One detail kept arising in my interviews about the AIDS unit at Illinois Masonic Hospital: The walls were covered with Broadway posters. I had to use it—how amazing!—but what a risk. A detail that might sound genuine coming from a writer inside a marginalized group could sound stereotypical coming from a writer outside that group. Anyone who thought I was making this up would assume I’d conjured the décor as lazily as possible. (What would gay men put on the walls? I dunno, Broadway posters.) But to write about this place without including them felt wrong. I tinkered with my wording until the posters were part of a longer sentence about the decorations—including them without casting a giant spotlight on them—and made sure to include a hundred other details of the AIDS unit.
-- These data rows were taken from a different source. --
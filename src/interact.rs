//! Interactive edit sessions.
//!
//! A session is a bounded sequence of pointer events: `start` captures the
//! starting state, `drag` returns a preview node for the one affected
//! element without touching any data, and `end` reports the committed
//! change to an [`EditSink`]. The host persists the change and renders
//! again.

use glam::DVec2;

use crate::paths::{DrawnPath, PathPoint, apply_style_to_all};
use crate::render::annotations::{ResolvedPath, path_group};
use crate::render::scene::{Node, Scene, TextNode};
use crate::settings::Styling;

/// Receives committed edits and selection changes
pub trait EditSink {
    /// A label was dropped; `position` is its new absolute anchor position
    fn label_moved(&mut self, id: &str, position: DVec2);
    /// A whole path was dragged by `delta`
    fn path_moved(&mut self, id: &str, delta: DVec2);
    /// A vertex or control point of a path was dragged
    fn path_points_changed(&mut self, id: &str, points: &[PathPoint]);
    fn label_selected(&mut self, id: Option<&str>);
    fn path_selected(&mut self, id: Option<&str>);
}

/// Anchor position of a rendered label: the x of its lines and the middle
/// of its line block
fn label_position(text: &TextNode) -> Option<DVec2> {
    let first = text.lines.first()?;
    let last = text.lines.last()?;
    Some(DVec2::new(
        first.position.x,
        (first.position.y + last.position.y) / 2.0,
    ))
}

/// Dragging one label
#[derive(Debug, Clone)]
pub struct LabelDrag {
    id: String,
    node: TextNode,
    origin: DVec2,
    pointer: DVec2,
}

impl LabelDrag {
    /// Begin dragging the label `id` of a rendered scene. Selects it.
    pub fn start(scene: &Scene, id: &str, pointer: DVec2, sink: &mut impl EditSink) -> Option<Self> {
        let Some(Node::Text(node)) = scene.find(id) else {
            crate::log::debug!(id, "no label with that id");
            return None;
        };
        let origin = label_position(node)?;
        sink.label_selected(Some(id));
        Some(Self {
            id: id.to_string(),
            node: node.clone(),
            origin,
            pointer,
        })
    }

    pub fn id(&self) -> &str {
        &self.id
    }

    /// Preview with every line shifted by the pointer's travel
    pub fn drag(&self, pointer: DVec2) -> Node {
        let delta = pointer - self.pointer;
        let mut node = self.node.clone();
        for line in &mut node.lines {
            line.position += delta;
        }
        Node::Text(node)
    }

    /// Commit the new position as the label's position override
    pub fn end(self, pointer: DVec2, sink: &mut impl EditSink) -> DVec2 {
        let position = self.origin + (pointer - self.pointer);
        sink.label_moved(&self.id, position);
        position
    }
}

/// Dragging a whole path
#[derive(Debug, Clone)]
pub struct PathDrag {
    resolved: ResolvedPath,
    pointer: DVec2,
}

impl PathDrag {
    /// Begin dragging `path` as currently styled. Selects it.
    pub fn start(path: &DrawnPath, styling: &Styling, pointer: DVec2, sink: &mut impl EditSink) -> Self {
        sink.path_selected(Some(&path.id));
        Self {
            resolved: ResolvedPath::resolve(path, styling.path_overrides.get(&path.id)),
            pointer,
        }
    }

    pub fn drag(&self, pointer: DVec2) -> Node {
        let mut preview = self.resolved.clone();
        preview.path.translate(pointer - self.pointer);
        path_group(&preview, true).0
    }

    /// Report the translation; every vertex and control point moves by it
    pub fn end(self, pointer: DVec2, sink: &mut impl EditSink) -> DVec2 {
        let delta = pointer - self.pointer;
        sink.path_moved(&self.resolved.path.id, delta);
        delta
    }
}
Before I wrote this section, I interviewed the doctors who started the unit, the art therapist, patients, friends of patients. The unit is closed now, the rooms serving as nap rooms for on-call doctors. I walked around the place in the half-dark, took photos, camped on a hallway bench with my laptop. If I hadn’t been so worried about getting the nuances right, I might not have done all that work for what’s really only one chapter of my novel.
We should all be terrified of writing tritely, regardless of our subject matter. In this case, that fear was always breathing down my neck; for that, I’m grateful.
4) It made me tell a broader story than I would have.
I was a hundred pages into my first draft when the appropriation issue stopped me cold. At this point, my narrative was solely about the 1980s, solely from the viewpoint of one character, a gay man named Yale Tishman. The more I stewed, the more it did feel like speaking for someone else—telling stories from a life not my own. While it wasn’t a first person narrative, it still felt like an attempt at ventriloquism.
I wondered: If every other chapter were told from the viewpoint of a straight woman in the present day—someone more like me—would that help? Or was I just chicken?
I tried it, worried I was diluting my book. I put Yale’s friend Fiona in 2015 Paris, finally confronting the demons of her past. Lo and behold: The whole thing clicked into place. Suddenly I had a populated universe, the depth and echoes of history, resonance between generations and across continents.
This isn’t the solution for every story, but it sure as hell was for mine.
5) It made me braver in approaching filter readers.
There’s been a lot of talk about “sensitivity readers”—people hired to make sure depicted groups won’t be offended. And of course there’s been a lot of mocking of this process. I was grateful that I didn’t have to hire readers—that I had eager, qualified friends and interview subjects. (And I’d argue that if you have to hire a stranger, you should ask yourself why you don’t have more friends like the people you’re writing about.)
These filter reads are something I should have done with everything I’ve written, something I only now found courage (born of fear!) to do. My first novel, The Borrower, was about a librarian who inadvertently kidnaps a child. Some combination of shyness and hubris kept me from finding a librarian to read it. I was taken aback, when the book appeared, that librarians were offended—not by the kidnapping, but by the fact that my character didn’t have an MLIS degree. Even if I’d been clued in by a helpful librarian, I might have ignored the warning—but I’d rather know what I was stepping in than not. Isn’t our job, as writers, to know the world?
6) It made me grateful, again, to write.
Every beginning writer wonders if they have “permission” to write. Some wonder if their voices are worthwhile, others write without the support of family. For me, in the beginning it was about stealing time from my “real” job to work on what I feared was a hobby. Two Saturday hours at Starbucks felt dearly bought, and I never would have squandered them.
I have more time to write these days—it helps to know someone’s waiting for your work, someone’s paying you—and I can forget how ridiculous it is that I get to do this for a living.
This time, holding in my hands the narratives people had trusted me with, I felt again the ridiculous fortune, the honor, of being a storyteller. I had something fragile, something I could not, for an instant, take for granted. I was a novice, a supplicant, an acolyte. I couldn’t believe my luck.